Najpierw w Poznaniu przeprowadzono sekcję zwłok łabędzi. - Zmiany sekcyjne wskazywały na objawy tej choroby. W związku z tym próby zostały wysłane do Puław. Potwierdzenie jest, że jest to ptasia grypa także w przypadku łabędzi - podkreśla Żarnecki.
W tym wypadku nie mówi tu się jednak o ognisku ptasiej grypy. Inaczej niż w przypadku niedawnego wykrycia tej choroby na terenie gospodarstwa w podpoznańskiej Mosinie. Tam wprowadzono specjalne środki bezpieczeństwa - dwie strefy zapowietrzoną i zagrożoną.

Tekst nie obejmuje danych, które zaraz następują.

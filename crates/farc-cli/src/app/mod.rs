use std::collections::HashMap;
use clap::{Command, Arg};

use crate::keys::key_names;
use crate::commands;

const VERSION: &str = env!("CARGO_PKG_VERSION");

pub fn build_app<'a>(key_map: HashMap<&'static str, Arg<'a>>) -> Command<'a> {
	Command::new("farc")
		.about("A command-line interface for reading and writing FArc and Comfy Archive files")
		.version(self::VERSION)
		.subcommand(
			Command::new("list")
				.version(commands::list::VERSION)
				.about("Lists all the entries in an archive and their metadata")
				.arg(key_map.get(key_names::INPUT).unwrap())
				.arg(key_map.get(key_names::SORT).unwrap()),
		)
		.subcommand(
			Command::new("unpack")
				.version(commands::unpack::VERSION)
				.about("Unpacks an archive")
				// Files
				.arg(key_map.get(key_names::OUTPUT).unwrap())
				.arg(key_map.get(key_names::INPUT).unwrap())
				// modifiers
				.arg(key_map.get(key_names::JOBS).unwrap())
				.arg(key_map.get(key_names::IGNORE_CASE).unwrap()),
		)
		.subcommand(
			Command::new("pipe")
				.version(commands::pipe::VERSION)
				.about("Pipes a Resource from an archive to stdout")
				.arg(key_map.get(key_names::INPUT).unwrap())
				.arg(key_map.get(key_names::RESOURCE).unwrap())
				.arg(key_map.get(key_names::IGNORE_CASE).unwrap()),
		)
		.subcommand(
			Command::new("pack")
				.version(commands::pack::VERSION)
				.about("Packages all input files into a flat FArc archive")
				// Output file
				.arg(key_map.get(key_names::OUTPUT).unwrap())
				// Data sources
				.arg(key_map.get(key_names::INPUT).unwrap())
				.arg(key_map.get(key_names::DIR_INPUT).unwrap())
				.arg(key_map.get(key_names::DIR_INPUT_REC).unwrap())
				.arg(key_map.get(key_names::EXCLUDE).unwrap())
				// Modifiers
				.arg(key_map.get(key_names::COMPRESS).unwrap())
				.arg(key_map.get(key_names::ALIGNMENT).unwrap())
				.arg(key_map.get(key_names::STRICT).unwrap())
				.arg(key_map.get(key_names::TRUNCATE).unwrap()),
		)
		.subcommand(
			Command::new("build")
				.version(commands::build::VERSION)
				.about("Builds a Comfy Archive from a directory tree")
				.arg(key_map.get(key_names::INPUT).unwrap())
				.arg(key_map.get(key_names::OUTPUT).unwrap())
				.arg(key_map.get(key_names::ENCRYPT_STRINGS).unwrap())
				.arg(key_map.get(key_names::STRICT).unwrap()),
		)
}
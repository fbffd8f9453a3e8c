use crate::{error::ErrorTree, node::ValidateNode};

///
/// Visitor
///

pub trait Visitor {
    fn enter(&mut self, _segment: &str) {}
    fn exit(&mut self) {}

    fn check(&mut self, node: &dyn ValidateNode);
}

///
/// ValidateVisitor
///
/// Walks a node graph, running each node's local validation and
/// aggregating failures under route-aware keys.
///

#[derive(Default)]
pub struct ValidateVisitor {
    pub errors: ErrorTree,
    route: Vec<String>,
}

impl ValidateVisitor {
    #[must_use]
    pub fn new() -> Self {
        Self::default()
    }

    fn current_route(&self) -> Option<String> {
        let parts: Vec<&str> = self
            .route
            .iter()
            .map(String::as_str)
            .filter(|s| !s.is_empty())
            .collect();

        if parts.is_empty() {
            None
        } else {
            Some(parts.join("."))
        }
    }
}

impl Visitor for ValidateVisitor {
    fn enter(&mut self, segment: &str) {
        self.route.push(segment.to_string());
    }

    fn exit(&mut self) {
        self.route.pop();
    }

    fn check(&mut self, node: &dyn ValidateNode) {
        if let Err(tree) = node.validate() {
            match self.current_route() {
                Some(route) => self.errors.merge(&route, tree),
                None => self.errors.extend(tree),
            }
        }
    }
}

#[cfg(test)]
mod tests {
    use super::*;
    use crate::err;

    struct Leaf {
        ok: bool,
    }

    impl ValidateNode for Leaf {
        fn validate(&self) -> Result<(), ErrorTree> {
            let mut errs = ErrorTree::new();
            if !self.ok {
                err!(errs, "leaf is broken");
            }

            errs.result()
        }
    }

    impl crate::node::VisitableNode for Leaf {
        fn route_key(&self) -> String {
            "leaf".to_string()
        }
    }

    #[test]
    fn aggregates_under_routes() {
        use crate::node::VisitableNode;

        let mut visitor = ValidateVisitor::new();
        Leaf { ok: false }.accept(&mut visitor);
        Leaf { ok: true }.accept(&mut visitor);

        let tree = visitor.errors.result().unwrap_err();
        assert_eq!(tree.len(), 1);
        assert_eq!(tree.to_string(), "leaf: leaf is broken");
    }
}
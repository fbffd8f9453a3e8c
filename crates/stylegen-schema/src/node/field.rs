use crate::prelude::*;
use derive_more::{Deref, IntoIterator};

///
/// FieldList
///

#[derive(Clone, Debug, Default, Deref, IntoIterator, Serialize)]
pub struct FieldList(#[into_iterator(owned, ref)] Vec<StyleField>);

impl FieldList {
    #[must_use]
    pub const fn new(fields: Vec<StyleField>) -> Self {
        Self(fields)
    }

    #[must_use]
    pub fn get(&self, ident: &str) -> Option<&StyleField> {
        self.0.iter().find(|f| f.ident == ident)
    }
}

impl ValidateNode for FieldList {}

impl VisitableNode for FieldList {
    fn drive<V: Visitor>(&self, v: &mut V) {
        for node in self {
            node.accept(v);
        }
    }
}

///
/// StyleField
///
/// A pre-scanned style-able member: a field or setter eligible to
/// receive a styled value, bound to a symbolic attribute.
///

#[derive(Clone, Debug, Serialize)]
pub struct StyleField {
    #[serde(serialize_with = "crate::node::ser_ident")]
    pub ident: Ident,

    pub attr: String,

    #[serde(skip)]
    pub span: Span,
}

impl ValidateNode for StyleField {
    fn validate(&self) -> Result<(), ErrorTree> {
        let mut errs = ErrorTree::new();

        if self.attr.is_empty() {
            errs.add_spanned(
                self.span,
                format!("member '{}' must bind a non-empty attr symbol", self.ident),
            );
        }

        errs.result()
    }
}

impl VisitableNode for StyleField {
    fn route_key(&self) -> String {
        self.ident.to_string()
    }
}
use crate::prelude::*;
use syn::PathSegment;

///
/// Declaration
///
/// One annotated type as supplied by the symbol scanner: the enclosing
/// module path, the type's ident, and its parsed annotation payload.
/// Raw input; nothing here is validated.
///

#[derive(Clone, Debug)]
pub struct Declaration {
    pub namespace: Path,
    pub ident: Ident,
    pub args: StyleableArgs,
}

impl Declaration {
    #[must_use]
    pub const fn new(namespace: Path, ident: Ident, args: StyleableArgs) -> Self {
        Self {
            namespace,
            ident,
            args,
        }
    }

    /// Symbolic handle of the declared type.
    #[must_use]
    pub fn path(&self) -> Path {
        let mut path = self.namespace.clone();
        path.segments.push(PathSegment::from(self.ident.clone()));

        path
    }
}
mod attr;
mod declaration;
mod descriptor;
mod field;
mod payload;
mod style;
mod styleable;

mod traits;

pub use self::attr::*;
pub use self::declaration::*;
pub use self::descriptor::*;
pub use self::field::*;
pub use self::payload::*;
pub use self::style::*;
pub use self::styleable::*;

pub use traits::*;

use serde::{Serializer, ser::SerializeSeq};
use syn::{Ident, Path};
use thiserror::Error as ThisError;

///
/// NodeError
///

#[derive(Debug, ThisError)]
pub enum NodeError {
    #[error("styleable type '{path}' was not built this round")]
    NotFound { path: String },
}

/// Stable textual rendering of a symbolic type path, used for identity,
/// route keys, and serialization.
#[must_use]
pub fn path_text(path: &Path) -> String {
    let mut out = String::new();
    if path.leading_colon.is_some() {
        out.push_str("::");
    }
    for (i, segment) in path.segments.iter().enumerate() {
        if i > 0 {
            out.push_str("::");
        }
        out.push_str(&segment.ident.to_string());
    }

    out
}

// Spans carry no stable value across rounds; syn handles serialize as
// their rendered text.
pub(crate) fn ser_path<S: Serializer>(path: &Path, s: S) -> Result<S::Ok, S::Error> {
    s.collect_str(&path_text(path))
}

pub(crate) fn ser_paths<S: Serializer>(paths: &[Path], s: S) -> Result<S::Ok, S::Error> {
    let mut seq = s.serialize_seq(Some(paths.len()))?;
    for path in paths {
        seq.serialize_element(&path_text(path))?;
    }

    seq.end()
}

pub(crate) fn ser_ident<S: Serializer>(ident: &Ident, s: S) -> Result<S::Ok, S::Error> {
    s.collect_str(ident)
}

#[cfg(test)]
mod tests {
    use super::path_text;
    use syn::{Path, parse_quote};

    #[test]
    fn path_text_joins_segments() {
        let path: Path = parse_quote!(crate::widgets::Title);
        assert_eq!(path_text(&path), "crate::widgets::Title");

        let rooted: Path = parse_quote!(::app::View);
        assert_eq!(path_text(&rooted), "::app::View");
    }
}
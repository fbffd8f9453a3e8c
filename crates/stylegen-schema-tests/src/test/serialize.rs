use crate::fixtures::{TableResolver, decl, style, style_field};
use serde_json::json;
use stylegen_schema::{
    build::{MemberIndex, build_all},
    node::StyleableArgs,
    report::Diagnostics,
};
use syn::parse_quote;

fn build_round() -> serde_json::Value {
    let args = StyleableArgs {
        value: Some(crate::fixtures::lit("title_view")),
        dependencies: vec![parse_quote!(crate::widgets::Image)],
        styles: vec![style("Primary", "style/Primary")],
    };
    let decls = vec![decl(parse_quote!(crate::widgets), "Title", args)];

    let mut members = MemberIndex::new();
    members.insert_fields(
        &parse_quote!(crate::widgets::Title),
        vec![style_field("corner_radius", "attr/cornerRadius")],
    );

    let resolver = TableResolver::with(&[("style/Primary", 0x7f01_0001)]);
    let mut diags = Diagnostics::new();
    let set = build_all(&decls, &members, &resolver, &mut diags);

    assert!(diags.is_empty());

    serde_json::to_value(&set).unwrap()
}

#[test]
fn canonical_record_serializes_with_symbolic_paths() {
    let value = build_round();
    let record = &value["styleables"][0];

    assert_eq!(record["descriptor"]["namespace"], json!("crate::widgets"));
    assert_eq!(record["descriptor"]["ident"], json!("Title"));
    assert_eq!(record["descriptor"]["ty"], json!("crate::widgets::Title"));
    assert_eq!(record["descriptor"]["resource_name"], json!("title_view"));
    assert_eq!(record["dependencies"], json!(["crate::widgets::Image"]));
    assert_eq!(record["fields"][0]["ident"], json!("corner_radius"));
    assert_eq!(record["styles"][0]["name"], json!("Primary"));
    assert_eq!(record["styles"][0]["resource"], json!(0x7f01_0001_u32));
}

#[test]
fn serialization_is_deterministic() {
    assert_eq!(
        serde_json::to_string(&build_round()).unwrap(),
        serde_json::to_string(&build_round()).unwrap()
    );
}
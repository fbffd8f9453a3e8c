use crate::{
    error::ErrorTree,
    node::{
        Attr, AttrList, Declaration, Descriptor, FieldList, NodeError, Style, StyleField,
        StyleList, Styleable, VisitableNode, path_text,
    },
    report::Diagnostics,
    resolve::{ResolveError, ResourceResolver},
    types::DeclarationKind,
    validate::validate_round,
    visit::ValidateVisitor,
};
use proc_macro2::Span;
use serde::Serialize;
use std::collections::{HashMap, HashSet};
use syn::Path;
use thiserror::Error as ThisError;

///
/// BuildError
///

#[derive(Debug, ThisError)]
#[remain::sorted]
pub enum BuildError {
    #[error("failed to resolve style '{style}': {source}")]
    Resolution {
        style: String,
        span: Span,
        source: ResolveError,
    },

    #[error("validation failed: {0}")]
    Validation(ErrorTree),
}

impl BuildError {
    /// Best-available span for diagnostic positioning.
    #[must_use]
    pub fn span(&self) -> Option<Span> {
        match self {
            Self::Resolution { span, .. } => Some(*span),
            Self::Validation(tree) => tree.iter().find_map(|e| e.span),
        }
    }
}

///
/// MemberIndex
///
/// Pre-scanned member records, keyed by declared type. Passed into the
/// builder explicitly per round; a type with no scanned members reads as
/// empty lists.
///

#[derive(Debug, Default)]
pub struct MemberIndex {
    fields: HashMap<String, FieldList>,
    attrs: HashMap<String, AttrList>,
}

impl MemberIndex {
    #[must_use]
    pub fn new() -> Self {
        Self::default()
    }

    pub fn insert_fields(&mut self, ty: &Path, fields: Vec<StyleField>) {
        self.fields.insert(path_text(ty), FieldList::new(fields));
    }

    pub fn insert_attrs(&mut self, ty: &Path, attrs: Vec<Attr>) {
        self.attrs.insert(path_text(ty), AttrList::new(attrs));
    }

    #[must_use]
    pub fn fields_for(&self, ty: &Path) -> FieldList {
        self.fields.get(&path_text(ty)).cloned().unwrap_or_default()
    }

    #[must_use]
    pub fn attrs_for(&self, ty: &Path) -> AttrList {
        self.attrs.get(&path_text(ty)).cloned().unwrap_or_default()
    }
}

///
/// StyleableSet
///
/// Round output: every record that survived validation, in declaration
/// order. Lookup is by symbolic type path so the generator can resolve
/// dependency references after the whole round is built.
///

#[derive(Debug, Default, Serialize)]
pub struct StyleableSet {
    styleables: Vec<Styleable>,
}

impl StyleableSet {
    fn insert(&mut self, info: Styleable) {
        self.styleables.push(info);
    }

    pub(crate) fn retain<F: FnMut(&Styleable) -> bool>(&mut self, f: F) {
        self.styleables.retain(f);
    }

    #[must_use]
    pub fn is_empty(&self) -> bool {
        self.styleables.is_empty()
    }

    #[must_use]
    pub fn len(&self) -> usize {
        self.styleables.len()
    }

    pub fn iter(&self) -> std::slice::Iter<'_, Styleable> {
        self.styleables.iter()
    }

    #[must_use]
    pub fn get(&self, ty: &Path) -> Option<&Styleable> {
        let key = path_text(ty);

        self.styleables.iter().find(|s| s.descriptor.route() == key)
    }

    /// Deferred dependency lookup for the generator.
    pub fn require(&self, ty: &Path) -> Result<&Styleable, NodeError> {
        self.get(ty).ok_or_else(|| NodeError::NotFound {
            path: path_text(ty),
        })
    }
}

impl<'a> IntoIterator for &'a StyleableSet {
    type Item = &'a Styleable;
    type IntoIter = std::slice::Iter<'a, Styleable>;

    fn into_iter(self) -> Self::IntoIter {
        self.styleables.iter()
    }
}

/// Build the canonical record for every declaration in the round.
///
/// Declarations are extracted independently and in input order; a failed
/// declaration is reported to the sink and does not abort the batch.
pub fn build_all(
    decls: &[Declaration],
    members: &MemberIndex,
    resolver: &dyn ResourceResolver,
    diags: &mut Diagnostics,
) -> StyleableSet {
    let mut set = StyleableSet::default();

    for decl in decls {
        let ty = decl.path();
        let fields = members.fields_for(&ty);
        let attrs = members.attrs_for(&ty);

        match build(decl, fields, attrs, resolver) {
            Ok(info) => set.insert(info),
            Err(e) => diags.report(&ty, e),
        }
    }

    validate_round(&mut set, diags);

    set
}

/// Build one canonical record. Fails fast for this declaration only:
/// the first resolver failure or the accumulated validation failures
/// abort this record, never the round.
pub fn build(
    decl: &Declaration,
    fields: FieldList,
    attrs: AttrList,
    resolver: &dyn ResourceResolver,
) -> Result<Styleable, BuildError> {
    let descriptor = Descriptor::from_decl(decl);

    // Dependencies stay symbolic; the referenced types may be generated
    // later in the same round.
    let dependencies = dedup_paths(&decl.args.dependencies);

    let mut styles = Vec::with_capacity(decl.args.styles.len());
    for arg in &decl.args.styles {
        let resource = resolver
            .resolve(&descriptor, DeclarationKind::Style, &arg.id.value())
            .map_err(|source| BuildError::Resolution {
                style: arg.name.value(),
                span: arg.id.span(),
                source,
            })?;

        styles.push(Style {
            name: arg.name.value(),
            resource,
            span: arg.name.span(),
        });
    }

    let styleable = Styleable::new(descriptor, fields, attrs, dependencies, StyleList::new(styles));

    let mut visitor = ValidateVisitor::new();
    styleable.accept(&mut visitor);
    visitor.errors.result().map_err(BuildError::Validation)?;

    Ok(styleable)
}

// First occurrence wins; later repeats of the same symbolic path drop
// out, preserving declaration order.
fn dedup_paths(paths: &[Path]) -> Vec<Path> {
    let mut seen = HashSet::new();
    let mut out = Vec::with_capacity(paths.len());

    for path in paths {
        if seen.insert(path_text(path)) {
            out.push(path.clone());
        }
    }

    out
}

///
/// TESTS
///
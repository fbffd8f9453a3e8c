use crate::prelude::*;
use quote::format_ident;
use syn::PathSegment;

///
/// Styleable
///
/// Canonical styling surface of one annotated type: the style-able
/// members and attrs the scanner found, the styleable resource name, the
/// symbolic dependencies whose appliers must also run, and the declared
/// named styles. Constructed once per valid declaration per round by the
/// builder; immutable afterwards.
///
/// If `resource_name` is non-empty then at least one of `fields` or
/// `attrs` is non-empty as well.
///

#[derive(Clone, Debug, Serialize)]
pub struct Styleable {
    pub descriptor: Descriptor,

    pub fields: FieldList,
    pub attrs: AttrList,

    #[serde(serialize_with = "crate::node::ser_paths")]
    pub dependencies: Vec<Path>,

    pub styles: StyleList,
}

impl Styleable {
    pub(crate) const fn new(
        descriptor: Descriptor,
        fields: FieldList,
        attrs: AttrList,
        dependencies: Vec<Path>,
        styles: StyleList,
    ) -> Self {
        Self {
            descriptor,
            fields,
            attrs,
            dependencies,
            styles,
        }
    }

    #[must_use]
    pub fn namespace(&self) -> &str {
        &self.descriptor.namespace
    }

    #[must_use]
    pub const fn ident(&self) -> &Ident {
        &self.descriptor.ident
    }

    #[must_use]
    pub const fn ty(&self) -> &Path {
        &self.descriptor.ty
    }

    #[must_use]
    pub fn resource_name(&self) -> &str {
        &self.descriptor.resource_name
    }

    /// Name of the generated applier artifact for this type. Pure and
    /// referentially transparent: the same record always names the same
    /// artifact.
    #[must_use]
    pub fn applier_name(&self) -> String {
        format!("{}{STYLE_APPLIER_SUFFIX}", self.descriptor.ident)
    }

    #[must_use]
    pub fn applier_ident(&self) -> Ident {
        format_ident!("{}{}", self.descriptor.ident, STYLE_APPLIER_SUFFIX)
    }

    /// Fully qualified path of the generated applier, rooted in the
    /// declaring namespace.
    #[must_use]
    pub fn applier_path(&self) -> Path {
        let mut path = self.descriptor.ty.clone();
        path.segments.pop();
        path.segments.push(PathSegment::from(self.applier_ident()));

        path
    }
}

impl ValidateNode for Styleable {
    fn validate(&self) -> Result<(), ErrorTree> {
        let mut errs = ErrorTree::new();
        let resource_name = self.resource_name();

        // A record with nothing to declare would generate an applier with
        // nothing to do.
        if resource_name.is_empty() && self.dependencies.is_empty() && self.styles.is_empty() {
            err!(
                errs,
                "styleable declaration must have a value, a dependency, or a style"
            );
        }

        // A resource with no members to apply it to is a silently-unused
        // declaration.
        if !resource_name.is_empty() && self.fields.is_empty() && self.attrs.is_empty() {
            err!(
                errs,
                "value '{resource_name}' is declared but no members are style-able"
            );
        }

        errs.result()
    }
}

impl VisitableNode for Styleable {
    fn drive<V: Visitor>(&self, v: &mut V) {
        self.descriptor.accept(v);
        self.fields.accept(v);
        self.attrs.accept(v);
        self.styles.accept(v);
    }
}

///
/// TESTS
///
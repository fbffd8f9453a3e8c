use crate::fixtures::{decl, lit, style, style_field};
use proptest::prelude::*;
use stylegen_schema::{
    build::{MemberIndex, build_all},
    node::{Declaration, Descriptor, StyleableArgs},
    report::Diagnostics,
    resolve::{ResolveError, ResourceResolver},
    types::{DeclarationKind, ResourceId},
};
use syn::parse_quote;

// Pure function of the symbol, so identical rounds resolve identically.
struct HashResolver;

impl ResourceResolver for HashResolver {
    fn resolve(
        &self,
        _owner: &Descriptor,
        _kind: DeclarationKind,
        symbol: &str,
    ) -> Result<ResourceId, ResolveError> {
        let raw = symbol
            .bytes()
            .fold(0x7f00_0000_u32, |acc, b| acc.wrapping_mul(31).wrapping_add(u32::from(b)));

        Ok(ResourceId::from_raw(raw))
    }
}

const DEPENDENCY_POOL: [&str; 3] = ["Image", "Text", "Badge"];

#[derive(Clone, Debug)]
struct Shape {
    value: Option<String>,
    with_field: bool,
    dependencies: Vec<usize>,
    styles: Vec<String>,
}

fn arb_shape() -> impl Strategy<Value = Shape> {
    (
        prop_oneof![Just(None), "[a-z][a-z0-9_]{0,8}".prop_map(Some)],
        any::<bool>(),
        prop::collection::vec(0..DEPENDENCY_POOL.len(), 0..4),
        prop::collection::vec("[A-Z][a-z]{0,6}", 0..3),
    )
        .prop_map(|(value, with_field, dependencies, styles)| Shape {
            value,
            with_field,
            dependencies,
            styles,
        })
}

fn declaration(shape: &Shape) -> Declaration {
    let dependencies = shape
        .dependencies
        .iter()
        .map(|&i| {
            let ident = crate::fixtures::ident(DEPENDENCY_POOL[i]);
            parse_quote!(crate::widgets::#ident)
        })
        .collect();

    let args = StyleableArgs {
        value: shape.value.as_deref().map(lit),
        dependencies,
        styles: shape
            .styles
            .iter()
            .map(|name| style(name, &format!("style/{name}")))
            .collect(),
    };

    decl(parse_quote!(crate::widgets), "Subject", args)
}

fn members(shape: &Shape) -> MemberIndex {
    let mut members = MemberIndex::new();
    if shape.with_field {
        members.insert_fields(
            &parse_quote!(crate::widgets::Subject),
            vec![style_field("corner_radius", "attr/cornerRadius")],
        );
    }

    members
}

fn run_round(shape: &Shape) -> (serde_json::Value, usize) {
    let decls = vec![declaration(shape)];
    let mut diags = Diagnostics::new();
    let set = build_all(&decls, &members(shape), &HashResolver, &mut diags);

    (serde_json::to_value(&set).unwrap(), diags.len())
}

proptest! {
    /// Identical inputs always produce a structurally identical round.
    #[test]
    fn build_is_pure(shape in arb_shape()) {
        let (first, first_errors) = run_round(&shape);
        let (second, second_errors) = run_round(&shape);

        prop_assert_eq!(first, second);
        prop_assert_eq!(first_errors, second_errors);
    }

    /// Every record that survives the round satisfies both invariants,
    /// and a record exists exactly when no error was reported.
    #[test]
    fn output_invariants_hold(shape in arb_shape()) {
        let decls = vec![declaration(&shape)];
        let mut diags = Diagnostics::new();
        let set = build_all(&decls, &members(&shape), &HashResolver, &mut diags);

        prop_assert_eq!(set.len() + diags.len(), 1);

        for info in &set {
            let has_resource = !info.resource_name().is_empty();
            prop_assert!(
                has_resource || !info.dependencies.is_empty() || !info.styles.is_empty()
            );
            if has_resource {
                prop_assert!(!info.fields.is_empty() || !info.attrs.is_empty());
            }
        }
    }

    /// Styles come back in declaration order with dependencies deduped in
    /// first-occurrence order.
    #[test]
    fn declaration_order_is_preserved(shape in arb_shape()) {
        let decls = vec![declaration(&shape)];
        let mut diags = Diagnostics::new();
        let set = build_all(&decls, &members(&shape), &HashResolver, &mut diags);

        for info in &set {
            let got: Vec<&str> = info.styles.iter().map(|s| s.name.as_str()).collect();
            let declared: Vec<&str> = shape.styles.iter().map(String::as_str).collect();
            prop_assert_eq!(got, declared);

            let mut expected_deps: Vec<&str> = Vec::new();
            for &i in &shape.dependencies {
                if !expected_deps.contains(&DEPENDENCY_POOL[i]) {
                    expected_deps.push(DEPENDENCY_POOL[i]);
                }
            }
            let got_deps: Vec<String> = info
                .dependencies
                .iter()
                .map(|p| p.segments.last().unwrap().ident.to_string())
                .collect();
            prop_assert_eq!(got_deps, expected_deps);
        }
    }
}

- Trzy kilometry ma średnica pierwszej, a drugiej 10 kilometrów. W tych strefach w gospodarstwach, które tam hodują drób jest prowadzony przegląd żeby wykluczyć inne przypadki - dodaje wojewódzki lekarz weterynarii.
W miejscowości Chlewo w powiecie ostrzeszowskim zutylizowano prawie 20 tysięcy sztuk drobiu. Były to dwu i pięciotygodniowe kaczki. Ferma została zdezynfekowana. W promieniu 3 kilometrów obowiązują szczególne środki ostrożności. Ustawiono tam maty dezynfekcyjne. To trzecie ognisko wirusa H5N8 w tym powiecie.
W czwartek ognisko ptasiej grypy ujawniono w Kaliszkowicach Kaliskich. Tam trzeba było zutylizować 40 tysięcy sztuk drobiu. Wcześniej, w połowie stycznia wirusa zdiagnozowano w Bierzowie. Padło tam dwa tysiące kaczek, kolejne półtora tysiąca uśpiono. Inspekcja weterynaryjna uspokaja, że wirus H5N8 nie jest niebezpieczny dla ludzi.
W ostatnim czasie w Wielkopolsce wykryto w sumie pięć ognisk ptasiej grypy.